# [GOAL OF THE EXERCISE]
Within the entries below, find every line that has the string "StageError", then copy it.

RECORD SET: Begin

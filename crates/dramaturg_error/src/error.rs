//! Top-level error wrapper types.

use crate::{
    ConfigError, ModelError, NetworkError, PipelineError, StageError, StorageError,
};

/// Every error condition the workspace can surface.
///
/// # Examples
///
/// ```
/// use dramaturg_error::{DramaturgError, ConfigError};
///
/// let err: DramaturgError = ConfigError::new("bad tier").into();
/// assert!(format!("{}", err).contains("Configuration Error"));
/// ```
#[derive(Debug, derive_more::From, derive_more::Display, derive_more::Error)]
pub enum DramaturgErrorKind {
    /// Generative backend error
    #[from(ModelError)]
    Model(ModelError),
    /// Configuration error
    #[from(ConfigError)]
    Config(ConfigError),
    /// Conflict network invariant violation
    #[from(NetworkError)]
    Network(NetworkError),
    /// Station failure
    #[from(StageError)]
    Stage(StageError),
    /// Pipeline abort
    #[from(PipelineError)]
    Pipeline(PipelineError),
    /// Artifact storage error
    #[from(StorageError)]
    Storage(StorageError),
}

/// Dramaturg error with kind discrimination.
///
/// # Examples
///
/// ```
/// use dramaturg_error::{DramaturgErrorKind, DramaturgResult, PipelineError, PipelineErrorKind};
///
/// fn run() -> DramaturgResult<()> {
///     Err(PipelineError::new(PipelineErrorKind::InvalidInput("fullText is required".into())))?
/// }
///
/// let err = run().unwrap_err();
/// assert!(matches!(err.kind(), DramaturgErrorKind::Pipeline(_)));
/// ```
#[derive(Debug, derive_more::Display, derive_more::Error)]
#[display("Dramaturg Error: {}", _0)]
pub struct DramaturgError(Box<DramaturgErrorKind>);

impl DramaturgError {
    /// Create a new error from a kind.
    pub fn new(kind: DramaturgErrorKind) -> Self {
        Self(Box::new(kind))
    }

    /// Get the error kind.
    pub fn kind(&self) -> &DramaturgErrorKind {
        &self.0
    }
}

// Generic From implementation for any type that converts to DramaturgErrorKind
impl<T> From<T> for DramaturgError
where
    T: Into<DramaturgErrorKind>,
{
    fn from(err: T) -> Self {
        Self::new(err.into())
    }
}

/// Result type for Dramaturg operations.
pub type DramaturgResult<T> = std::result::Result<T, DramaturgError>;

RECORD SET: End

# [ANSWER TO THIS TASK]
    ConfigError, ModelError, NetworkError, PipelineError, StageError, StorageError,
    #[from(StageError)]
    Stage(StageError),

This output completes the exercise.